※画像はイメージです。稲荷正宗
Inari Masamune
別名: 稲荷狐彫正宗
解説
稲荷正宗の概要——茎に宿る霊狐の彫物
稲荷正宗は、日本刀史上最高峰の名工・相州正宗(そうしゅうまさむね)の手による刀で、正宗の作と伝えられる刀である。鎌倉時代末期から南北朝時代初期(14世紀前半)にかけて相模国鎌倉で活躍した正宗は、新藤五国光の門人とも伝えられ、相州伝の完成者として名高い。本刀の最大の特徴は、茎(なかご)に施された稲荷社の狐の彫物(ほりもの)にあり、この霊験あらたかな意匠から「稲荷正宗」または「稲荷狐彫正宗」の号が与えられた。

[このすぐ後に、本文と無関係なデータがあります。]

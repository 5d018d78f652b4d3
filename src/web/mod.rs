//! Web server module.

mod handlers;

pub use handlers::*;

use crate::config::ServerConfig;
use crate::db::Store;
use crate::probe::HttpProber;

use axum::{
    extract::DefaultBodyLimit,
    routing::{delete, get, post},
    Router,
};
use std::net::SocketAddr;
use std::sync::Arc;
use tower_http::cors::{Any, CorsLayer};
use tower_http::trace::TraceLayer;

/// Application state shared across handlers.
#[derive(Clone)]
pub struct AppState {
    pub config: ServerConfig,
    pub store: Arc<Store>,
    pub prober: HttpProber,
}

/// JSON API server for the SLA monitor.
pub struct Server {
    state: AppState,
}

impl Server {
    /// Create a new server with the given dependencies.
    pub fn new(config: ServerConfig, store: Arc<Store>, prober: HttpProber) -> Self {
        Self {
            state: AppState {
                config,
                store,
                prober,
            },
        }
    }

    /// Build the router with all routes.
    fn routes(&self) -> Router {
        let cors = CorsLayer::new().allow_origin(Any).allow_methods(Any);

        Router::new()
            .route("/health", get(handlers::handle_health))
            .route("/api/v1/services", get(handlers::handle_list_services))
            .route("/api/v1/services", post(handlers::handle_create_service))
            .route("/api/v1/services/{id}", get(handlers::handle_get_service))
            .route(
                "/api/v1/services/{id}",
                delete(handlers::handle_delete_service),
            )
            .route(
                "/api/v1/services/{id}/history",
                get(handlers::handle_get_history),
            )
            .layer(TraceLayer::new_for_http())
            .layer(cors)
            .layer(DefaultBodyLimit::max(1024 * 1024)) // 1MB
            .with_state(self.state.clone())
    }

    /// Start the server on the configured port.
    pub async fn start(&self) -> Result<(), Box<dyn std::error::Error + Send + Sync>> {
        let addr = SocketAddr::from(([0, 0, 0, 0], self.state.config.http_port));
        let router = self.routes();

        tracing::info!("Web server listening on {}", addr);

        let listener = tokio::net::TcpListener::bind(addr).await?;
        axum::serve(listener, router).await?;

        Ok(())
    }
}
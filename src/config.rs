//! Configuration module for the SLA monitor.
//!
//! Loads configuration from environment variables with sensible defaults.

use std::env;
use std::time::Duration;

/// Server configuration, loaded once at startup and passed by reference
/// into each component's constructor. There is no global settings object.
#[derive(Debug, Clone)]
pub struct ServerConfig {
    /// HTTP port for the web server (default: 8080)
    pub http_port: u16,
    /// Path to the SQLite database file (default: "sla-monitor.db")
    pub db_path: String,
    /// Interval between scheduled health check passes (default: 120s)
    pub check_interval: Duration,
    /// Timeout for each individual probe (default: 5s)
    pub probe_timeout: Duration,
}

impl Default for ServerConfig {
    fn default() -> Self {
        Self {
            http_port: 8080,
            db_path: "sla-monitor.db".to_string(),
            check_interval: Duration::from_secs(120),
            probe_timeout: Duration::from_secs(5),
        }
    }
}

impl ServerConfig {
    /// Load configuration from environment variables.
    ///
    /// Environment variables:
    /// - `SLA_MONITOR_HTTP_PORT`: HTTP port (default: 8080)
    /// - `SLA_MONITOR_DB_PATH`: Database file path (default: "sla-monitor.db")
    /// - `SLA_MONITOR_CHECK_INTERVAL_SECS`: Seconds between passes (default: 120)
    /// - `SLA_MONITOR_PROBE_TIMEOUT_SECS`: Per-probe timeout (default: 5)
    pub fn load() -> Self {
        let mut cfg = Self::default();

        if let Ok(port_str) = env::var("SLA_MONITOR_HTTP_PORT") {
            if let Ok(port) = port_str.parse() {
                cfg.http_port = port;
            }
        }

        if let Ok(db_path) = env::var("SLA_MONITOR_DB_PATH") {
            cfg.db_path = db_path;
        }

        if let Ok(secs_str) = env::var("SLA_MONITOR_CHECK_INTERVAL_SECS") {
            if let Ok(secs) = secs_str.parse::<u64>() {
                if secs > 0 {
                    cfg.check_interval = Duration::from_secs(secs);
                }
            }
        }

        if let Ok(secs_str) = env::var("SLA_MONITOR_PROBE_TIMEOUT_SECS") {
            if let Ok(secs) = secs_str.parse::<u64>() {
                if secs > 0 {
                    cfg.probe_timeout = Duration::from_secs(secs);
                }
            }
        }

        cfg
    }
}

#[cfg(test)]
mod tests {
    use super::*;

    #[test]
    fn test_default_config() {
        let cfg = ServerConfig::default();
        assert_eq!(cfg.http_port, 8080);
        assert_eq!(cfg.db_path, "sla-monitor.db");
        assert_eq!(cfg.check_interval, Duration::from_secs(120));
        assert_eq!(cfg.probe_timeout, Duration::from_secs(5));
    }
}
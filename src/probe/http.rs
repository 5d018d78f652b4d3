//! HTTP probe implementation.

use std::time::{Duration, Instant};

use super::ProbeOutcome;

/// Issues HTTP GET probes with a bounded timeout.
///
/// Holds a single shared `reqwest::Client`; cloning is cheap and clones
/// share the underlying connection pool.
#[derive(Debug, Clone)]
pub struct HttpProber {
    client: reqwest::Client,
    timeout: Duration,
}

impl HttpProber {
    /// Create a prober whose requests time out after `timeout`.
    pub fn new(timeout: Duration) -> Result<Self, reqwest::Error> {
        let client = reqwest::Client::builder().timeout(timeout).build()?;
        Ok(Self { client, timeout })
    }

    /// Probe the given URL with a single GET request and classify the result.
    ///
    /// Returns the outcome and the wall-clock latency in seconds. Latency is
    /// measured from just before the request until the outcome is known, so
    /// failed and timed-out probes still yield a meaningful value.
    pub async fn probe(&self, url: &str) -> (ProbeOutcome, f64) {
        let start = Instant::now();

        let outcome = match self.client.get(url).send().await {
            Ok(response) => ProbeOutcome::Reachable {
                code: response.status().as_u16(),
            },
            Err(e) if e.is_timeout() => ProbeOutcome::TimedOut {
                after: self.timeout,
            },
            Err(e) if e.is_connect() => ProbeOutcome::ConnectionFailed {
                detail: e.to_string(),
            },
            Err(e) => ProbeOutcome::OtherError {
                detail: e.to_string(),
            },
        };

        (outcome, start.elapsed().as_secs_f64())
    }
}

#[cfg(test)]
mod tests {
    use super::*;
    use crate::db::ServiceStatus;
    use tokio::io::{AsyncReadExt, AsyncWriteExt};

    /// Spawn a local server that answers every request with `response`.
    async fn spawn_canned_server(response: &'static str) -> std::net::SocketAddr {
        let listener = tokio::net::TcpListener::bind("127.0.0.1:0").await.unwrap();
        let addr = listener.local_addr().unwrap();
        tokio::spawn(async move {
            loop {
                let Ok((mut socket, _)) = listener.accept().await else {
                    break;
                };
                tokio::spawn(async move {
                    let mut buf = [0u8; 1024];
                    let _ = socket.read(&mut buf).await;
                    let _ = socket.write_all(response.as_bytes()).await;
                });
            }
        });
        addr
    }

    /// Spawn a local server that accepts connections and never responds.
    async fn spawn_silent_server() -> std::net::SocketAddr {
        let listener = tokio::net::TcpListener::bind("127.0.0.1:0").await.unwrap();
        let addr = listener.local_addr().unwrap();
        tokio::spawn(async move {
            loop {
                let Ok((socket, _)) = listener.accept().await else {
                    break;
                };
                tokio::spawn(async move {
                    let _socket = socket;
                    tokio::time::sleep(Duration::from_secs(60)).await;
                });
            }
        });
        addr
    }

    /// An address on localhost with nothing listening on it.
    fn unused_local_addr() -> std::net::SocketAddr {
        let listener = std::net::TcpListener::bind("127.0.0.1:0").unwrap();
        listener.local_addr().unwrap()
    }

    #[tokio::test]
    async fn test_probe_error_response_is_reachable() {
        let addr = spawn_canned_server(
            "HTTP/1.1 404 Not Found\r\ncontent-length: 0\r\nconnection: close\r\n\r\n",
        )
        .await;

        let prober = HttpProber::new(Duration::from_secs(5)).unwrap();
        let (outcome, latency) = prober.probe(&format!("http://{}/", addr)).await;

        assert_eq!(outcome, ProbeOutcome::Reachable { code: 404 });
        assert_eq!(outcome.status(), ServiceStatus::Up);
        assert!(latency >= 0.0);
    }

    #[tokio::test]
    async fn test_probe_timeout() {
        let addr = spawn_silent_server().await;

        let prober = HttpProber::new(Duration::from_millis(250)).unwrap();
        let (outcome, latency) = prober.probe(&format!("http://{}/", addr)).await;

        assert!(matches!(outcome, ProbeOutcome::TimedOut { .. }));
        assert_eq!(outcome.status(), ServiceStatus::Down);
        assert_eq!(outcome.status_code(), 0);
        assert!(outcome.failure_reason().unwrap().contains("Timeout"));
        // The attempt blocked for roughly the timeout before giving up
        assert!(latency >= 0.2);
    }

    #[tokio::test]
    async fn test_probe_connection_refused() {
        let addr = unused_local_addr();

        let prober = HttpProber::new(Duration::from_secs(1)).unwrap();
        let (outcome, latency) = prober.probe(&format!("http://{}/", addr)).await;

        assert!(matches!(outcome, ProbeOutcome::ConnectionFailed { .. }));
        assert_eq!(outcome.status_code(), 0);
        assert!(outcome
            .failure_reason()
            .unwrap()
            .starts_with("ConnectionError:"));
        assert!(latency >= 0.0);
    }

    #[tokio::test]
    async fn test_probe_invalid_url_never_panics() {
        let prober = HttpProber::new(Duration::from_secs(1)).unwrap();
        let (outcome, _) = prober.probe("not a url").await;

        assert_eq!(outcome.status(), ServiceStatus::Down);
        assert_eq!(outcome.status_code(), 0);
        assert!(outcome.failure_reason().is_some());
    }
}
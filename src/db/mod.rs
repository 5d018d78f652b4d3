//! Database module for the SLA monitor.
//!
//! Provides SQLite storage with automatic migrations.

mod models;
mod store;

pub use models::*;
pub use store::*;
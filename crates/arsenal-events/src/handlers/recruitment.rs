use std::sync::Arc;

use arsenal_core::{ChatClient, TaskKind, TaskPayload};
use arsenal_scheduler::{Scheduler, TaskHandler};
use arsenal_store::{Cond, Row, Store};
use async_trait::async_trait;
use tracing::{info, warn};

use crate::types::{RecruitmentRef, EVENTS_TABLE};

use super::{load_event, report_failure};

/// Deletes the temporary recruitment post a grace period after the run
/// started, and clears the reference on the event row.
pub struct DeleteRecruitmentPostHandler {
    store: Arc<dyn Store>,
    chat: Arc<dyn ChatClient>,
}

impl DeleteRecruitmentPostHandler {
    pub fn new(store: Arc<dyn Store>, chat: Arc<dyn ChatClient>) -> Self {
        Self { store, chat }
    }
}

#[async_trait]
impl TaskHandler for DeleteRecruitmentPostHandler {
    fn kind(&self) -> TaskKind {
        TaskKind::DeleteRecruitmentPost
    }

    async fn execute(&self, _: &Scheduler, payload: &TaskPayload) -> anyhow::Result<()> {
        let Some(r) = RecruitmentRef::from_payload(payload) else {
            anyhow::bail!("recruitment cleanup task with malformed payload");
        };
        let Some(event) = load_event(self.store.as_ref(), r.guild_id, r.event_id).await? else {
            warn!(r.guild_id, r.event_id, "cleanup fired for unknown event — skipping");
            return Ok(());
        };
        let Some(message_id) = event.recruitment_post_id else {
            // Already cleaned up by hand or by an earlier run of this task.
            info!(r.guild_id, r.event_id, "no recruitment post to delete");
            return Ok(());
        };

        self.chat.delete_message(r.channel_id, message_id).await?;

        let mut patch = Row::new();
        patch.insert("recruitment_post_id".into(), serde_json::Value::Null);
        self.store
            .update(
                EVENTS_TABLE,
                &patch,
                &[
                    Cond::new("guild_id", r.guild_id as i64),
                    Cond::new("event_id", r.event_id as i64),
                ],
            )
            .await?;

        info!(r.guild_id, r.event_id, message_id, "recruitment post deleted");
        Ok(())
    }

    async fn on_failure(
        &self,
        _: &Scheduler,
        error: &anyhow::Error,
        payload: &TaskPayload,
    ) -> anyhow::Result<()> {
        report_failure(self.chat.as_ref(), self.kind(), error, payload).await
    }
}
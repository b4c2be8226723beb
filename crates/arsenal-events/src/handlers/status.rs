use std::sync::Arc;

use arsenal_core::{ChatClient, TaskKind, TaskPayload};
use arsenal_scheduler::{Scheduler, TaskHandler};
use arsenal_store::Store;
use async_trait::async_trait;
use chrono::{Duration, Utc};
use tracing::{debug, info};

use crate::types::StatusPostRef;

use super::{load_event, report_failure};

/// Runtime-only countdown refresher for the recruitment post.
///
/// Edits the post with the time remaining and re-queues itself one refresh
/// interval ahead. Stops on its own when the event is gone, closed, or has
/// started — a restart simply stops the countdown until the post is
/// recreated, which is why this kind never touches the store queue.
pub struct UpdateStatusPostHandler {
    store: Arc<dyn Store>,
    chat: Arc<dyn ChatClient>,
    refresh_secs: i64,
}

impl UpdateStatusPostHandler {
    pub fn new(store: Arc<dyn Store>, chat: Arc<dyn ChatClient>, refresh_secs: i64) -> Self {
        Self {
            store,
            chat,
            refresh_secs: refresh_secs.max(1),
        }
    }
}

#[async_trait]
impl TaskHandler for UpdateStatusPostHandler {
    fn kind(&self) -> TaskKind {
        TaskKind::UpdateStatusPost
    }

    fn is_runtime_only(&self) -> bool {
        true
    }

    async fn execute(&self, scheduler: &Scheduler, payload: &TaskPayload) -> anyhow::Result<()> {
        let Some(r) = StatusPostRef::from_payload(payload) else {
            anyhow::bail!("status refresh task with malformed payload");
        };
        let Some(event) = load_event(self.store.as_ref(), r.guild_id, r.event_id).await? else {
            debug!(r.guild_id, r.event_id, "event gone — stopping countdown");
            return Ok(());
        };
        if !event.is_active() {
            debug!(r.guild_id, r.event_id, "event closed — stopping countdown");
            return Ok(());
        }

        let now = Utc::now();
        if now >= event.timestamp {
            self.chat
                .edit_message(
                    r.channel_id,
                    r.message_id,
                    &format!("**{}** — the run has started!", event.description),
                )
                .await?;
            info!(r.guild_id, r.event_id, "countdown finished");
            return Ok(());
        }

        let remaining = event.timestamp - now;
        let text = format!(
            "**{}** — starts in {} (at {}).",
            event.description,
            human_duration(remaining),
            event.timestamp.format("%H:%M UTC")
        );
        self.chat
            .edit_message(r.channel_id, r.message_id, &text)
            .await?;

        // Keep the countdown alive until start.
        scheduler
            .add(
                now + Duration::seconds(self.refresh_secs),
                TaskKind::UpdateStatusPost,
                payload.clone(),
            )
            .await?;
        Ok(())
    }

    async fn on_failure(
        &self,
        _: &Scheduler,
        error: &anyhow::Error,
        payload: &TaskPayload,
    ) -> anyhow::Result<()> {
        report_failure(self.chat.as_ref(), self.kind(), error, payload).await
    }
}

fn human_duration(d: Duration) -> String {
    let mins = d.num_minutes();
    if mins >= 120 {
        format!("{} h {} min", mins / 60, mins % 60)
    } else if mins >= 1 {
        format!("{mins} min")
    } else {
        "less than a minute".to_string()
    }
}
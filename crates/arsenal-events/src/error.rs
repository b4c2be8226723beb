use thiserror::Error;

/// Errors that can occur in the event domain.
#[derive(Debug, Error)]
pub enum EventError {
    #[error("Store error: {0}")]
    Store(#[from] arsenal_store::StoreError),

    #[error("Scheduler error: {0}")]
    Scheduler(#[from] arsenal_scheduler::SchedulerError),

    #[error("Serialization error: {0}")]
    Serialization(#[from] serde_json::Error),

    #[error("Event {event_id} not found in guild {guild_id}")]
    NotFound { guild_id: u64, event_id: u64 },
}

pub type Result<T> = std::result::Result<T, EventError>;
use std::sync::Arc;

use arsenal_core::{TaskKind, TaskPayload};
use chrono::{DateTime, Utc};
use uuid::Uuid;

use crate::signal::CompletionBoard;
use crate::types::{Signature, Task};

/// In-memory queue for runtime-only tasks.
///
/// Nothing here touches the store — contents are lost on restart by
/// design. The list is kept sorted by `(execution_time, seq)`; a stable
/// re-sort after every insert preserves insertion order among tasks that
/// share a due time.
pub struct RuntimeQueue {
    tasks: Vec<Task>,
    next_seq: u64,
    board: Arc<CompletionBoard>,
}

impl RuntimeQueue {
    pub fn new(board: Arc<CompletionBoard>) -> Self {
        Self {
            tasks: Vec::new(),
            next_seq: 0,
            board,
        }
    }

    /// Queue a task. Assigns the signature and insertion sequence.
    pub fn add(&mut self, time: DateTime<Utc>, kind: TaskKind, payload: TaskPayload) -> Task {
        let task = Task {
            id: None,
            signature: Uuid::new_v4(),
            execution_time: time,
            kind,
            payload,
            seq: self.next_seq,
        };
        self.next_seq += 1;
        self.tasks.push(task.clone());
        self.tasks
            .sort_by_key(|t| (t.execution_time, t.seq));
        task
    }

    /// First task if it is already due, else `None`.
    pub fn due_head(&self, now: DateTime<Utc>) -> Option<&Task> {
        self.tasks.first().filter(|t| t.is_due(now))
    }

    /// Remove one task by signature. Returns it when it was queued.
    pub fn remove_signature(&mut self, signature: Signature) -> Option<Task> {
        let pos = self.tasks.iter().position(|t| t.signature == signature)?;
        let task = self.tasks.remove(pos);
        self.board.notify(signature);
        Some(task)
    }

    /// Remove every task of `kind`. Returns how many were dropped.
    pub fn remove_all(&mut self, kind: TaskKind) -> u64 {
        self.drain_matching(|t| t.kind == kind)
    }

    /// Remove every task of `kind` whose payload is structurally equal to
    /// `payload` (exact match, not partial).
    pub fn remove_by_data(&mut self, kind: TaskKind, payload: &TaskPayload) -> u64 {
        self.drain_matching(|t| t.kind == kind && &t.payload == payload)
    }

    pub fn contains(&self, signature: Signature) -> bool {
        self.tasks.iter().any(|t| t.signature == signature)
    }

    pub fn iter(&self) -> impl Iterator<Item = &Task> {
        self.tasks.iter()
    }

    pub fn len(&self) -> usize {
        self.tasks.len()
    }

    pub fn is_empty(&self) -> bool {
        self.tasks.is_empty()
    }

    fn drain_matching(&mut self, pred: impl Fn(&Task) -> bool) -> u64 {
        let mut removed = 0u64;
        let mut kept = Vec::with_capacity(self.tasks.len());
        for task in self.tasks.drain(..) {
            if pred(&task) {
                self.board.notify(task.signature);
                removed += 1;
            } else {
                kept.push(task);
            }
        }
        self.tasks = kept;
        removed
    }
}
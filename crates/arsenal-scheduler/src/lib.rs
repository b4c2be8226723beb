//! `arsenal-scheduler` — hybrid task queue and polling dispatch loop.
//!
//! # Overview
//!
//! Tasks are units of deferred work: a kind, a due time, and an opaque JSON
//! payload. Two queues hold them side by side and the [`Scheduler`] polls
//! both once per second, executing at most one task at a time:
//!
//! | Queue      | Backing                | Survives restart | For                          |
//! |------------|------------------------|------------------|------------------------------|
//! | persistent | store (`tasks` table)  | yes              | passcode reveals, cleanup    |
//! | runtime    | in-memory `Vec`        | no (by design)   | countdown refreshes          |
//!
//! Which queue a task lands in is decided solely by its kind's handler
//! ([`TaskHandler::is_runtime_only`]) — a task is never in both.
//!
//! Handlers are registered explicitly at startup via
//! [`HandlerRegistry::new`]; there is no runtime discovery. Execution
//! failures are routed to the handler's `on_failure` hook, and a failing
//! hook is contained at the loop boundary — one bad task never takes the
//! loop down, and the task is removed either way.

pub mod error;
pub mod handler;
pub mod persistent;
pub mod runtime;
pub mod scheduler;
pub mod signal;
pub mod types;

pub use error::{Result, SchedulerError};
pub use handler::{HandlerRegistry, TaskHandler};
pub use scheduler::Scheduler;
pub use types::{Signature, Task};
use rusqlite::Connection;

use crate::error::Result;

/// Initialise the arsenal schema in `conn`.
///
/// Creates the `tasks` and `events` tables (idempotent) and an index on
/// `execution_time` so the scheduler's polling query stays efficient even
/// with thousands of queued tasks.
pub fn init_db(conn: &Connection) -> Result<()> {
    conn.execute_batch(
        "
        CREATE TABLE IF NOT EXISTS tasks (
            id             INTEGER PRIMARY KEY AUTOINCREMENT,
            execution_time TEXT    NOT NULL,   -- RFC-3339 UTC, fixed width
            task_type      INTEGER NOT NULL,   -- TaskKind wire code
            data           TEXT    NOT NULL,   -- opaque JSON payload
            description    TEXT                -- human-readable, for auditing
        ) STRICT;

        -- Efficient polling: SELECT … ORDER BY execution_time, id
        CREATE INDEX IF NOT EXISTS idx_tasks_execution_time ON tasks (execution_time);

        CREATE TABLE IF NOT EXISTS events (
            guild_id               INTEGER NOT NULL,
            event_id               INTEGER NOT NULL,
            timestamp              TEXT    NOT NULL,   -- RFC-3339 UTC
            event_type             TEXT    NOT NULL,
            description            TEXT    NOT NULL DEFAULT '',
            use_support            INTEGER NOT NULL DEFAULT 0,
            auto_passcode          INTEGER NOT NULL DEFAULT 1,
            passcode_main          TEXT    NOT NULL DEFAULT '',
            passcode_support       TEXT    NOT NULL DEFAULT '',
            raid_leaders           TEXT    NOT NULL DEFAULT '[]',  -- JSON id list
            party_leaders          TEXT    NOT NULL DEFAULT '[]',  -- JSON id list
            recruitment_channel_id INTEGER,
            recruitment_post_id    INTEGER,
            canceled               INTEGER NOT NULL DEFAULT 0,
            finished               INTEGER NOT NULL DEFAULT 0,
            PRIMARY KEY (guild_id, event_id)
        ) STRICT;
        ",
    )?;
    Ok(())
}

刃長は約70センチで、正宗得意の豪壮な姿を示す。刃文(はもん)は沸出来(にえでき)の乱れ刃で、匂口(においぐち)は明るく冴え、刃中には足(あし)・葉(よう)が頻りに入り、砂流し(すながし)・金筋(きんすじ)が随所に躍動する。地鉄(じがね)は板目肌(いためはだ)が良く詰み、地景(ちけい)が縦横に流れ、地沸(じにえ)が厚く付いて玉鋼の精錬度の高さを物語る。帽子(ぼうし)は乱れ込んで小丸に返り、切先(きっさき)は猪首気味で力強い。これらは正宗の典型的な作風を示しつつ、稲荷彫という独自の要素が加わることで、他の正宗作品——本庄正宗・日向正宗・石田正宗・不動正宗等——とは一線を画す個性を放つ。
江戸時代には徳川将軍家または御三家の手に渡り、武家の宝刀として秘蔵された記録が残る。現在の指定・所蔵についての確実な記録は乏しい。稲荷神の使いである狐の彫物は、刀剣に神仏の加護を願う中世武士の信仰心を今に伝える貴重な遺産であり、正宗の技術と精神性が融合した傑作として、刀剣史上特筆すべき存在である。
逸話・伝説
## 茎に宿る霊狐——稲荷明神の守護 稲荷正宗の号の由来は、茎に彫られた一匹の狐の姿にある。伝承によれば、この刀が鍛えられた際、正宗の鍛冶場に稲荷明神の使いである白狐が現れ、火床の炎を見守っていたという。正宗は霊狐の加護を感じ、完成した刀の茎に狐の姿を彫り込んで感謝の念を表したとされる。この彫物は単なる装飾ではなく、刀そのものに宿る神聖な力の象徴と信じられてきた。 江戸時代、この刀を所持した徳川家の武将の一人は、出陣の前夜に夢で白い狐が現れ、「我が姿を帯びよ。刃は汝を守らん」と告げられたと語り伝えられる。実際にその武将は激戦を生き延び、稲荷正宗の霊験を讃えたという。また別の逸話では、刀蔵に保管中、満月の夜になると茎の狐彫が仄かに光を放ち、番士たちを驚かせたとも伝わる。 稲荷信仰と刀剣崇拝が結びついた本刀は、武運と商売繁盛の両面で崇められ、所持者に幸運をもたらす「福徳の剣」としても知られた。現代においても、その霊狐の彫物は見る者に静かな畏敬の念を抱かせ、正宗の技と信仰が一体となった稀有な名刀として、日本刀文化史上に独自の輝きを放っている。